[ ... ]

>> All which leads to think that not many people have used non
>> default log sizes, or used JFS with FAT32 or massive 'dd'ing,
>> or with 'noatime'... :-)

per> Nope, haven't tried any of the above

Not surprising... :-).

per> - for copying filesystems around, I tend to use rsync
per> instead of dd.

RSYNC is a bit slow though, especially same machine. I'll list
some faster alternatives in case someone reading this may
benefit...

Most of the time I do partition image (disc-to-disc) backups,
and actually using something a bit faster than 'dd', roughly
equivalent to a double 'dd' like:

  dd if=/dev/hda6 bs=4k | dd bs=4k of=/dev/hdc6

for example. This gives me something like 25MiB/s sustained,
which is not bad (around 15MiB sustained over FireWire); it also
elegantly bypasses encryption layers etc, which are often slow.

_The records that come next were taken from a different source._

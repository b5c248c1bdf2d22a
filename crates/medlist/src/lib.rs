//! `medlist` - A searchable directory of medical professionals
//!
//! This library holds the doctor directory: a fixed set of built-in doctors,
//! an overlay of user-added and user-edited records persisted in `SQLite`,
//! case-insensitive search, an editor-mode PIN gate, and JSON backups.

#![warn(missing_docs)]
#![warn(missing_debug_implementations)]
#![deny(unsafe_code)]

pub mod cli;
pub mod config;
pub mod directory;
pub mod error;
pub mod export;
pub mod gate;
pub mod logging;
pub mod record;
pub mod seed;
pub mod storage;
pub mod store;

pub use config::Config;
pub use directory::Directory;
pub use error::{Error, Result};
pub use export::ExportPayload;
pub use gate::{EditorGate, EditorMode};
pub use logging::init_logging;
pub use record::{CustomFields, DoctorId, DoctorRecord, RecordFields};
pub use seed::seed_doctors;
pub use storage::{OverlayStore, Storage};
pub use store::RecordStore;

For full file-by-file copy I prefer the classic double 'tar':

  (cd /mnt/hda6 && tar -cS --one -b 8 -f - .) \
    | (cd /mnt/hdc6 && tar -xS -p -b 8 -f -)

with some GNU 'tar' specific options, and which usually gives me
(on filesystems that are not too used0 something like 15-20MiB/s
on ATA.

After either an image or 'tar' backup one can use RSYNC,
especially in '-c' (checksum) mode to verify the data.

Incremental/differential backups can then be done if preferred
using something like http://WWW.rsnapshot.com/ which is based on
RSYNC.

Sorry if I have just preached to the choir here :-).